音を感じる器官である蝸牛は頭の側頭骨という硬い骨に囲まれた小さな器官であるため外部からの観察が難しく、また再生しないため取り出して調べることもできない。そこで、患者と同じ原因で難聴になる動物（主にマウス）を作り、その動物を使って病気の仕組みを研究する方法がとられている。これによって、病気の理解と治療法の開発が進む。
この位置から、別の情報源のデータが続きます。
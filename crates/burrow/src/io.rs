use std::{
    cell::RefCell,
    io::{self, Write as _},
    rc::Rc,
};

/// Trait for handling text the VM emits: `print()` output and error reports.
///
/// Implement this trait to capture or redirect script output. The default
/// implementation [`StdPrint`] writes to stdout/stderr with a fixed tag.
pub trait PrintWriter {
    /// Called for each chunk written by the `print()` builtin.
    ///
    /// The text already carries its trailing newline.
    fn print(&mut self, output: &str);

    /// Called for each chunk written by `error()` and by the default error handlers.
    fn error(&mut self, output: &str);
}

/// Default `PrintWriter`: every chunk goes to stdout (or stderr for errors)
/// prefixed with a tag such as `[burrow]: `.
#[derive(Debug, Clone)]
pub struct StdPrint {
    tag: String,
}

impl StdPrint {
    #[must_use]
    pub fn new(tag: impl Into<String>) -> Self {
        Self { tag: tag.into() }
    }

    #[must_use]
    pub fn tag(&self) -> &str {
        &self.tag
    }
}

impl PrintWriter for StdPrint {
    fn print(&mut self, output: &str) {
        let mut stdout = io::stdout().lock();
        let _ = write!(stdout, "{}{output}", self.tag);
        let _ = stdout.flush();
    }

    fn error(&mut self, output: &str) {
        let _ = write!(io::stderr().lock(), "{}{output}", self.tag);
    }
}

/// A `PrintWriter` that collects all output into strings.
///
/// Clones share the same buffers, so a test can keep one copy while the VM
/// owns the other.
///
/// ```
/// use burrow::{CollectStringPrint, PrintWriter};
///
/// let sink = CollectStringPrint::new();
/// let mut writer = sink.clone();
/// writer.print("hello\n");
/// assert_eq!(sink.output(), "hello\n");
/// ```
#[derive(Debug, Clone, Default)]
pub struct CollectStringPrint {
    output: Rc<RefCell<String>>,
    errors: Rc<RefCell<String>>,
}

impl CollectStringPrint {
    #[must_use]
    pub fn new() -> Self {
        Self::default()
    }

    /// Returns everything printed so far.
    ///
    /// # Panics
    /// Panics if called while the VM is writing to the buffer.
    #[must_use]
    pub fn output(&self) -> String {
        self.output.borrow().clone()
    }

    /// Returns everything written to the error stream so far.
    #[must_use]
    pub fn errors(&self) -> String {
        self.errors.borrow().clone()
    }

    /// Empties both buffers.
    pub fn clear(&self) {
        self.output.borrow_mut().clear();
        self.errors.borrow_mut().clear();
    }
}

impl PrintWriter for CollectStringPrint {
    fn print(&mut self, output: &str) {
        self.output.borrow_mut().push_str(output);
    }

    fn error(&mut self, output: &str) {
        self.errors.borrow_mut().push_str(output);
    }
}

/// `PrintWriter` that ignores all output.
///
/// Useful for suppressing print output during testing or benchmarking.
#[derive(Debug, Default)]
pub struct NoPrint;

impl PrintWriter for NoPrint {
    fn print(&mut self, _output: &str) {}

    fn error(&mut self, _output: &str) {}
}
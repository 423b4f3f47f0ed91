//! Builder for emitting instructions during compilation.
//!
//! `CodeBuilder` collects instructions, pools string constants, handles
//! forward jumps with patching, and records source lines for error reports.

use std::rc::Rc;

use ahash::AHashMap;

use super::code::{Code, Instr};

/// A forward jump awaiting its target.
#[derive(Debug, Clone, Copy, PartialEq, Eq)]
#[must_use = "forward jumps must be patched"]
pub(crate) struct JumpLabel(usize);

/// Builder for emitting instructions during compilation.
///
/// # Usage
///
/// ```ignore
/// let mut builder = CodeBuilder::new(true);
/// builder.set_line(3);
/// builder.emit(Instr::LoadNull);
/// let jump = builder.emit_jump(Instr::JumpIfFalse);
/// // ... emit more code ...
/// builder.patch_jump(jump);
/// let code = builder.build("<module>", filename, 0, 0);
/// ```
#[derive(Debug, Default)]
pub(crate) struct CodeBuilder {
    instrs: Vec<Instr>,
    /// Parallel to `instrs` when `debug_info` is set.
    lines: Vec<u32>,
    strings: Vec<String>,
    string_ids: AHashMap<String, u32>,
    functions: Vec<Rc<Code>>,
    current_line: u32,
    debug_info: bool,
}

impl CodeBuilder {
    pub fn new(debug_info: bool) -> Self {
        Self {
            debug_info,
            ..Self::default()
        }
    }

    /// Sets the source line recorded for subsequent instructions.
    pub fn set_line(&mut self, line: u32) {
        self.current_line = line;
    }

    pub fn emit(&mut self, instr: Instr) {
        self.instrs.push(instr);
        if self.debug_info {
            self.lines.push(self.current_line);
        }
    }

    /// Emits a jump-style instruction with a placeholder target.
    pub fn emit_jump(&mut self, make: fn(u32) -> Instr) -> JumpLabel {
        let label = JumpLabel(self.instrs.len());
        self.emit(make(u32::MAX));
        label
    }

    /// Points a previously emitted jump at the next instruction to be emitted.
    ///
    /// # Panics
    /// Panics if the label does not refer to a jump instruction.
    pub fn patch_jump(&mut self, label: JumpLabel) {
        let target = self.position();
        let instr = &mut self.instrs[label.0];
        *instr = match *instr {
            Instr::Jump(_) => Instr::Jump(target),
            Instr::JumpIfFalse(_) => Instr::JumpIfFalse(target),
            Instr::JumpIfFalseOrPop(_) => Instr::JumpIfFalseOrPop(target),
            Instr::JumpIfTrueOrPop(_) => Instr::JumpIfTrueOrPop(target),
            Instr::ForIter(_) => Instr::ForIter(target),
            other => panic!("CodeBuilder::patch_jump: {other:?} is not a jump"),
        };
    }

    /// Index of the next instruction to be emitted.
    pub fn position(&self) -> u32 {
        u32::try_from(self.instrs.len()).expect("code object exceeds u32 instructions")
    }

    /// Pools a string constant and returns its index.
    pub fn intern(&mut self, s: &str) -> u32 {
        if let Some(&id) = self.string_ids.get(s) {
            return id;
        }
        let id = u32::try_from(self.strings.len()).expect("string pool exceeds u32 entries");
        self.strings.push(s.to_owned());
        self.string_ids.insert(s.to_owned(), id);
        id
    }

    pub fn add_function(&mut self, code: Code) -> u32 {
        let id = u32::try_from(self.functions.len()).expect("function table exceeds u32 entries");
        self.functions.push(Rc::new(code));
        id
    }

    pub fn build(self, name: String, filename: Rc<str>, num_params: usize, num_locals: usize) -> Code {
        Code {
            name,
            filename,
            instrs: self.instrs,
            lines: self.lines,
            strings: self.strings,
            functions: self.functions,
            num_params,
            num_locals,
        }
    }
}

#[cfg(test)]
mod tests {
    use super::*;

    #[test]
    fn test_forward_jump() {
        let mut builder = CodeBuilder::new(false);
        let jump = builder.emit_jump(Instr::Jump);
        builder.emit(Instr::LoadNull);
        builder.emit(Instr::Pop);
        builder.patch_jump(jump);
        builder.emit(Instr::LoadNull);
        builder.emit(Instr::Return);

        let code = builder.build("<test>".to_owned(), Rc::from("t.py"), 0, 0);
        assert_eq!(code.instrs[0], Instr::Jump(3));
        assert!(code.lines.is_empty());
    }

    #[test]
    fn test_lines_follow_instructions() {
        let mut builder = CodeBuilder::new(true);
        builder.set_line(1);
        builder.emit(Instr::LoadInt(1));
        builder.set_line(4);
        builder.emit(Instr::Pop);

        let code = builder.build("<test>".to_owned(), Rc::from("t.py"), 0, 0);
        assert_eq!(code.line_at(0), Some(1));
        assert_eq!(code.line_at(1), Some(4));
        assert_eq!(code.line_at(2), None);
    }

    #[test]
    fn test_intern_deduplicates() {
        let mut builder = CodeBuilder::new(false);
        let a = builder.intern("width");
        let b = builder.intern("height");
        let c = builder.intern("width");
        assert_eq!(a, c);
        assert_ne!(a, b);
    }
}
遺伝性難聴DFNA78の原因となるSLC12A2、完全欠損では病態が異なる

研究グループは、日本の4つの家族の難聴患者からSLC12A2という遺伝子に異常があることを見つけ、2020年に発表した。SLC12A2遺伝子の異常はDFNA78と呼ばれる遺伝性難聴を引き起こし、患者は生まれつき高度から重度の難聴になる。さらに、見つかったすべての異常がエクソン21という遺伝子の特定の部位に集中しており、この異常によってSLC12A2タンパク質がそのイオン（Na⁺, K⁺, そしてCl^-）の通り道としての働きを失うことも明らかにしている。しかしそれがどのように難聴という症状につながるのか、詳しい仕組みはまだ不明だった。

SLC12A2タンパク質は体中のほとんど全ての細胞の細胞膜上に存在しており、細胞の浸透圧を調整する役割を持っている。蝸牛では「血管条」という内リンパを作る組織に特に多く存在する。過去の研究で、Slc12a2が完全に欠損したマウスは内リンパを作れず難聴になることがわかっている。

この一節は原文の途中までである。